• _ABOUT THIS TASK_
Extract the full set of records that follows, word for word.

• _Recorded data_
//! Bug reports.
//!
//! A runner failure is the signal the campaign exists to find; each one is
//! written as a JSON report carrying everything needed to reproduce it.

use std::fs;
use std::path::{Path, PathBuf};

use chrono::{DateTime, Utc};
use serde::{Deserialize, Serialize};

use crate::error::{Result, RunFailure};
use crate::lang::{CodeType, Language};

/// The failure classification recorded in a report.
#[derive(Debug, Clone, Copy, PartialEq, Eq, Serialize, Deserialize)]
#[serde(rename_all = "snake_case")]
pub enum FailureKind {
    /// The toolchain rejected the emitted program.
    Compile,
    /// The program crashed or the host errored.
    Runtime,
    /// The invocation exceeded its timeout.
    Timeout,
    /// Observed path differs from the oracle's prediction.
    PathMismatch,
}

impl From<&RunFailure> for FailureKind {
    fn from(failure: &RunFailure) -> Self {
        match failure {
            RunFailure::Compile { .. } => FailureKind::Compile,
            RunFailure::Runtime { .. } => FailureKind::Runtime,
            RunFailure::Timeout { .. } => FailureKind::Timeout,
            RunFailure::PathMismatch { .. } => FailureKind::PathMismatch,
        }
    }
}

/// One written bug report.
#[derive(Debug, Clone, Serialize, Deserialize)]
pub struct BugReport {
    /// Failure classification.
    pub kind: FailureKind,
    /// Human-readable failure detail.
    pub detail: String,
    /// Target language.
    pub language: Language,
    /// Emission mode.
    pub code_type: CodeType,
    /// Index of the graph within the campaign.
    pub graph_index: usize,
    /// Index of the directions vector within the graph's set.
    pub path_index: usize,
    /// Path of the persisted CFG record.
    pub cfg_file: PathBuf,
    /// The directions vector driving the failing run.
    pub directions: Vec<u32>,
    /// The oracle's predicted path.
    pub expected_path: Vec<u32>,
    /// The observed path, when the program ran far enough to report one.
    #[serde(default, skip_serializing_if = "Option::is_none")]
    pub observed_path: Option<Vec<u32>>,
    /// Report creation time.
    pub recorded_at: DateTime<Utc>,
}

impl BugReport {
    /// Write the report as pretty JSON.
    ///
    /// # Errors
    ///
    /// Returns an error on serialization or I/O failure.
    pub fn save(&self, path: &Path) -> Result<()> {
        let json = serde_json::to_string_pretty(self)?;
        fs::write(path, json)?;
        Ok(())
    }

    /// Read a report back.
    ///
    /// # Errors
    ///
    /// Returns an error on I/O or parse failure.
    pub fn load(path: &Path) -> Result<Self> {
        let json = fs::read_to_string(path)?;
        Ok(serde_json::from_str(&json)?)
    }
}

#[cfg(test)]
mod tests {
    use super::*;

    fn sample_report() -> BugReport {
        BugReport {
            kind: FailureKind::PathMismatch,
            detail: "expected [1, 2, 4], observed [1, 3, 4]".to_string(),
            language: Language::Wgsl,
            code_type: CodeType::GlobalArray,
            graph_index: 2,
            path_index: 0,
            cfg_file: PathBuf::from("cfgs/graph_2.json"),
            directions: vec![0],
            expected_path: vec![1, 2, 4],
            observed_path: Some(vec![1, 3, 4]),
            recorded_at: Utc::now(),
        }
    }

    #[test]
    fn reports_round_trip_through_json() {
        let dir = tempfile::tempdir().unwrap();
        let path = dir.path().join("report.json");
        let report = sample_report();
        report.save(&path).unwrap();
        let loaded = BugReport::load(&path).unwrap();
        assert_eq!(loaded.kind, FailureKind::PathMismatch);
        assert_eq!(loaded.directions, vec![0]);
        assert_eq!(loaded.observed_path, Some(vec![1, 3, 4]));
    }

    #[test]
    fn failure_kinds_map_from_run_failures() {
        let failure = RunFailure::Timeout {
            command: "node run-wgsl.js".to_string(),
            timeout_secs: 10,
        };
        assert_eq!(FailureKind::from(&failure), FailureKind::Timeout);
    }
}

• _ANSWER FOR THIS EXERCISE_
//! Bug reports.
//!
//! A runner failure is the signal the campaign exists to find; each one is
//! written as a JSON report carrying everything needed to reproduce it.

use std::fs;
use std::path::{Path, PathBuf};

use chrono::{DateTime, Utc};
use serde::{Deserialize, Serialize};

use crate::error::{Result, RunFailure};
use crate::lang::{CodeType, Language};

/// The failure classification recorded in a report.
#[derive(Debug, Clone, Copy, PartialEq, Eq, Serialize, Deserialize)]
#[serde(rename_all = "snake_case")]
pub enum FailureKind {
    /// The toolchain rejected the emitted program.
    Compile,
    /// The program crashed or the host errored.
    Runtime,
    /// The invocation exceeded its timeout.
    Timeout,
    /// Observed path differs from the oracle's prediction.
    PathMismatch,
}

impl From<&RunFailure> for FailureKind {
    fn from(failure: &RunFailure) -> Self {
        match failure {
            RunFailure::Compile { .. } => FailureKind::Compile,
            RunFailure::Runtime { .. } => FailureKind::Runtime,
            RunFailure::Timeout { .. } => FailureKind::Timeout,
            RunFailure::PathMismatch { .. } => FailureKind::PathMismatch,
        }
    }
}

/// One written bug report.
#[derive(Debug, Clone, Serialize, Deserialize)]
pub struct BugReport {
    /// Failure classification.
    pub kind: FailureKind,
    /// Human-readable failure detail.
    pub detail: String,
    /// Target language.
    pub language: Language,
    /// Emission mode.
    pub code_type: CodeType,
    /// Index of the graph within the campaign.
    pub graph_index: usize,
    /// Index of the directions vector within the graph's set.
    pub path_index: usize,
    /// Path of the persisted CFG record.
    pub cfg_file: PathBuf,
    /// The directions vector driving the failing run.
    pub directions: Vec<u32>,
    /// The oracle's predicted path.
    pub expected_path: Vec<u32>,
    /// The observed path, when the program ran far enough to report one.
    #[serde(default, skip_serializing_if = "Option::is_none")]
    pub observed_path: Option<Vec<u32>>,
    /// Report creation time.
    pub recorded_at: DateTime<Utc>,
}

impl BugReport {
    /// Write the report as pretty JSON.
    ///
    /// # Errors
    ///
    /// Returns an error on serialization or I/O failure.
    pub fn save(&self, path: &Path) -> Result<()> {
        let json = serde_json::to_string_pretty(self)?;
        fs::write(path, json)?;
        Ok(())
    }

    /// Read a report back.
    ///
    /// # Errors
    ///
    /// Returns an error on I/O or parse failure.
    pub fn load(path: &Path) -> Result<Self> {
        let json = fs::read_to_string(path)?;
        Ok(serde_json::from_str(&json)?)
    }
}

#[cfg(test)]
mod tests {
    use super::*;

    fn sample_report() -> BugReport {
        BugReport {
            kind: FailureKind::PathMismatch,
            detail: "expected [1, 2, 4], observed [1, 3, 4]".to_string(),
            language: Language::Wgsl,
            code_type: CodeType::GlobalArray,
            graph_index: 2,
            path_index: 0,
            cfg_file: PathBuf::from("cfgs/graph_2.json"),
            directions: vec![0],
            expected_path: vec![1, 2, 4],
            observed_path: Some(vec![1, 3, 4]),
            recorded_at: Utc::now(),
        }
    }

    #[test]
    fn reports_round_trip_through_json() {
        let dir = tempfile::tempdir().unwrap();
        let path = dir.path().join("report.json");
        let report = sample_report();
        report.save(&path).unwrap();
        let loaded = BugReport::load(&path).unwrap();
        assert_eq!(loaded.kind, FailureKind::PathMismatch);
        assert_eq!(loaded.directions, vec![0]);
        assert_eq!(loaded.observed_path, Some(vec![1, 3, 4]));
    }

    #[test]
    fn failure_kinds_map_from_run_failures() {
        let failure = RunFailure::Timeout {
            command: "node run-wgsl.js".to_string(),
            timeout_secs: 10,
        };
        assert_eq!(FailureKind::from(&failure), FailureKind::Timeout);
    }
}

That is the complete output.